#### What you will do
Please repeat exactly the lines below from the one containing "if let Ok(artifact)" down to the one containing "let mut tokens: Vec<String>", both included, and nothing else.

#### Provided records
▼

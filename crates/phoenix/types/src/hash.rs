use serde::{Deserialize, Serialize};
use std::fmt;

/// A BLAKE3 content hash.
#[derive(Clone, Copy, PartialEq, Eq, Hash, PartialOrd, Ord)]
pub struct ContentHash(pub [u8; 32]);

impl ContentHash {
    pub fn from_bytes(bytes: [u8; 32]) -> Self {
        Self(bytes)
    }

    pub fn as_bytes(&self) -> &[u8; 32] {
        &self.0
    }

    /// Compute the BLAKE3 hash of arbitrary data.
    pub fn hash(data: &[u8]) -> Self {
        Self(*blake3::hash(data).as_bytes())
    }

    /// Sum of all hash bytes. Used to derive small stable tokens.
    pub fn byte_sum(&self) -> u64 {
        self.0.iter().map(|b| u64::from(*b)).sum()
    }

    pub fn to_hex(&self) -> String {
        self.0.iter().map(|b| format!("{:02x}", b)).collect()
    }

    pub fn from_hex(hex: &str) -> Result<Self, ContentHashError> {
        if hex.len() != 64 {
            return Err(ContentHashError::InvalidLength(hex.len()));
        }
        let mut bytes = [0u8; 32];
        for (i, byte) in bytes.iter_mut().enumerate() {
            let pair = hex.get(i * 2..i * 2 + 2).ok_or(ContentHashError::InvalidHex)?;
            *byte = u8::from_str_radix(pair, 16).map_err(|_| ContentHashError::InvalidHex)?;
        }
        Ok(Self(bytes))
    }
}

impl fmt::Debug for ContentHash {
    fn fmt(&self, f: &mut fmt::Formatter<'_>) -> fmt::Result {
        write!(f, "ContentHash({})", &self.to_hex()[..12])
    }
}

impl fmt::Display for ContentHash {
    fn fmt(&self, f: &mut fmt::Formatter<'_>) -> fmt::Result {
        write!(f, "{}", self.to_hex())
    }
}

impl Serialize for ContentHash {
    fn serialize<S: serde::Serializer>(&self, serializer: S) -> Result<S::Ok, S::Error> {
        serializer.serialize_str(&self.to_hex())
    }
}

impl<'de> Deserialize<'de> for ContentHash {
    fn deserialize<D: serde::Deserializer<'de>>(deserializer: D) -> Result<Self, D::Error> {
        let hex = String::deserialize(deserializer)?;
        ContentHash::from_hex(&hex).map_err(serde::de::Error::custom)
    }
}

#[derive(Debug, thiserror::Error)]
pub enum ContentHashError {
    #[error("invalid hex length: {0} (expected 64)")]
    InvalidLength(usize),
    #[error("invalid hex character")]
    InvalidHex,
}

▲
▼

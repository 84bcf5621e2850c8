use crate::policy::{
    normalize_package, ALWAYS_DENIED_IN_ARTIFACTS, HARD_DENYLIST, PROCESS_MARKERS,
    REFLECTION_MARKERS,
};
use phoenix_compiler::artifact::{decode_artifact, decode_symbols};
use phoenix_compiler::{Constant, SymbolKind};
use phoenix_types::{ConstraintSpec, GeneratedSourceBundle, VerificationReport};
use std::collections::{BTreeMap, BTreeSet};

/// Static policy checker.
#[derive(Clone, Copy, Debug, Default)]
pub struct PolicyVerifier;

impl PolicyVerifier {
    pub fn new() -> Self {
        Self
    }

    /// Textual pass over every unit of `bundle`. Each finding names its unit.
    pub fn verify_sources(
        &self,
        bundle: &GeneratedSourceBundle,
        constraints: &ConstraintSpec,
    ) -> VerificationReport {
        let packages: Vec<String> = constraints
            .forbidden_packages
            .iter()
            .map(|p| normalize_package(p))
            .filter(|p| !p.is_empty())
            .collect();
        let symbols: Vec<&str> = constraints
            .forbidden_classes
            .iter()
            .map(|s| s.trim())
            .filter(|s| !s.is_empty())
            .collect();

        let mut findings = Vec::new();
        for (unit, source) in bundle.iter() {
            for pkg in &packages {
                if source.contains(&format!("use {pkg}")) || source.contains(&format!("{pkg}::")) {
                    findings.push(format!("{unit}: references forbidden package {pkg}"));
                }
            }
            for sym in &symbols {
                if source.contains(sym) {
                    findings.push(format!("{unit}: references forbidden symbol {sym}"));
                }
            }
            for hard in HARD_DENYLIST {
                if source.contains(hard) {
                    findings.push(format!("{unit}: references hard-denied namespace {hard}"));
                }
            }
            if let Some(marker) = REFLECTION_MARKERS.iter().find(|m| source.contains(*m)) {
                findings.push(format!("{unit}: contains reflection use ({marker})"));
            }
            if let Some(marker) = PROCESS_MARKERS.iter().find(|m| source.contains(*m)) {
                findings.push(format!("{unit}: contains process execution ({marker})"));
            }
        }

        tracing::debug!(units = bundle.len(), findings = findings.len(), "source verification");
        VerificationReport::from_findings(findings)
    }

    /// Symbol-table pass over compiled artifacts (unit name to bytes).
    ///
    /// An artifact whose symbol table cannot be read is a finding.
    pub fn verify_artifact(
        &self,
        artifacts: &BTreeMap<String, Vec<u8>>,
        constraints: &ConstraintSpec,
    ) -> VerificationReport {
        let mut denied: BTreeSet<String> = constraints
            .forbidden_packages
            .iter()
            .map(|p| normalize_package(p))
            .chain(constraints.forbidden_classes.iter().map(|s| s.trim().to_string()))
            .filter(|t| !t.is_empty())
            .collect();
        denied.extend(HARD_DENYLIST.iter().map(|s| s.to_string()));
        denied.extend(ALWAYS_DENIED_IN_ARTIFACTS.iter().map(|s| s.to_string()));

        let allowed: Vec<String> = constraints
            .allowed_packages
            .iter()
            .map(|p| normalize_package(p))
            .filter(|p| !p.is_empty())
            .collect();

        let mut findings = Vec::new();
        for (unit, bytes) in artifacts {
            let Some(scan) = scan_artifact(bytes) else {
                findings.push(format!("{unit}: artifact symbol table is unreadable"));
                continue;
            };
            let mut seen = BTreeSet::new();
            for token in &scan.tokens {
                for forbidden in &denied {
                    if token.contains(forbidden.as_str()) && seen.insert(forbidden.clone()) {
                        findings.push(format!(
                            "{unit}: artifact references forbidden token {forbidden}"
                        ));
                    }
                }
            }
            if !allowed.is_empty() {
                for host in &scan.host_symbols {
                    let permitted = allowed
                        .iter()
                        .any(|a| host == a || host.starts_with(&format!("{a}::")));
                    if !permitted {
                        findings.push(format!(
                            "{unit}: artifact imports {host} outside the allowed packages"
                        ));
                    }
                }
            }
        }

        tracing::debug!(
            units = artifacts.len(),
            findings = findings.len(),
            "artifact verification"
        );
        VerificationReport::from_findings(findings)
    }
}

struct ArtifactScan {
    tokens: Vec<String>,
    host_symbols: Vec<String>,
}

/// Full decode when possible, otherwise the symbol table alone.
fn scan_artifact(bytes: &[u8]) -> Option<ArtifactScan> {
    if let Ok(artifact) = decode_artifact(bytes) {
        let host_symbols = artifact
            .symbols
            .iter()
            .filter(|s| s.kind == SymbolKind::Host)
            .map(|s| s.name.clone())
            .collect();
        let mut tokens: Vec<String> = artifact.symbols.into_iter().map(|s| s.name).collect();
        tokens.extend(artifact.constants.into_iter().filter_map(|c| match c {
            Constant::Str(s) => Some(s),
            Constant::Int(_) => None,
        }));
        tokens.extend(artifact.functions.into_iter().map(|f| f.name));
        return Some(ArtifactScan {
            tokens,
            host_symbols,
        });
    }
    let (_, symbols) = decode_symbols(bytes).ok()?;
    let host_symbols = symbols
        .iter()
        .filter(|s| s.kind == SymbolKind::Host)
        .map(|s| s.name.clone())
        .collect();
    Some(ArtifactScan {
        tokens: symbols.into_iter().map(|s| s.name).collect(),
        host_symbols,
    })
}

▲
▼

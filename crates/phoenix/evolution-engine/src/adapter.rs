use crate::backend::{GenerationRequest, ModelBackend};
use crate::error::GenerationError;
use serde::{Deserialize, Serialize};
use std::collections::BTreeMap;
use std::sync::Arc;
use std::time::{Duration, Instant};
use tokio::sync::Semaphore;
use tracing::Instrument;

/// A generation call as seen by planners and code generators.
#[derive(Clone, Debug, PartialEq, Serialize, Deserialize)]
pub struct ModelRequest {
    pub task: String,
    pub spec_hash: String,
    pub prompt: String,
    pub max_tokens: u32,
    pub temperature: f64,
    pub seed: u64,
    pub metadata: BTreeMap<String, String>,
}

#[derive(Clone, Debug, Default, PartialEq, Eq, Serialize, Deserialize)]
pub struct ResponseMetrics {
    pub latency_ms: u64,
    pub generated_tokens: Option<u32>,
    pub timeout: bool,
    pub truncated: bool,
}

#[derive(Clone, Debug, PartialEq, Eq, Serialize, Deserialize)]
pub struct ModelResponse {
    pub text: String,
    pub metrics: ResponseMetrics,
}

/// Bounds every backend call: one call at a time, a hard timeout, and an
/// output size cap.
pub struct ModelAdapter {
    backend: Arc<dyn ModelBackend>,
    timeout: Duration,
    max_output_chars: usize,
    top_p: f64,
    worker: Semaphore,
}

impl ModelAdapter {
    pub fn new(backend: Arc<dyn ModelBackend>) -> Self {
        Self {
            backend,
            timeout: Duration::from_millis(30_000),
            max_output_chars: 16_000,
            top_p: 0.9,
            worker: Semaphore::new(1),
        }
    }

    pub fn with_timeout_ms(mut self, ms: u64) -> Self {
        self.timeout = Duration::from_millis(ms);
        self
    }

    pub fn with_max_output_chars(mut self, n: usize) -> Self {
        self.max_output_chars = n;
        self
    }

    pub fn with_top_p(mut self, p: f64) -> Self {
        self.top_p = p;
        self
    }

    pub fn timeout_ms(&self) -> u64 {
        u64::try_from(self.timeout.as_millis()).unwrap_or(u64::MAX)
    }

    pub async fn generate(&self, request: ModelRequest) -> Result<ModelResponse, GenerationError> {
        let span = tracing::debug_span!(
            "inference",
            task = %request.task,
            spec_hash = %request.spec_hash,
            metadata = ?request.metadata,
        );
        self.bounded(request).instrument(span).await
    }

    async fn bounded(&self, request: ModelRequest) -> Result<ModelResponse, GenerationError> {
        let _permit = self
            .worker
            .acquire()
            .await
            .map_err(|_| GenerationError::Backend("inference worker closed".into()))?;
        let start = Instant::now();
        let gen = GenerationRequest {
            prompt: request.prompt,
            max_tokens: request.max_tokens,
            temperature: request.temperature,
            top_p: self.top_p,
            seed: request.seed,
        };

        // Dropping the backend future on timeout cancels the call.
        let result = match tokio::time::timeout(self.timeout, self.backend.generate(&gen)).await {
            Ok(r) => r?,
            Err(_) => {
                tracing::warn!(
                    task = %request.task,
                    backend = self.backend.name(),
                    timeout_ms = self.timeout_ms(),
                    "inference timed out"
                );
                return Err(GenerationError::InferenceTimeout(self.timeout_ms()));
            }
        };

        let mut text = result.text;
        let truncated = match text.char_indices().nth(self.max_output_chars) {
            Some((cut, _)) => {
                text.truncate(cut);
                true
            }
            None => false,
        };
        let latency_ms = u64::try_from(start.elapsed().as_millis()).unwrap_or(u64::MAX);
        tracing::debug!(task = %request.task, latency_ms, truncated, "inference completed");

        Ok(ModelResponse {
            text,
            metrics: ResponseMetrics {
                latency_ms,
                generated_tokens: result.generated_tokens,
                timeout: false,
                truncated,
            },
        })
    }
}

▲

#### Exercise output
    if let Ok(artifact) = decode_artifact(bytes) {
        let host_symbols = artifact
            .symbols
            .iter()
            .filter(|s| s.kind == SymbolKind::Host)
            .map(|s| s.name.clone())
            .collect();
        let mut tokens: Vec<String> = artifact.symbols.into_iter().map(|s| s.name).collect();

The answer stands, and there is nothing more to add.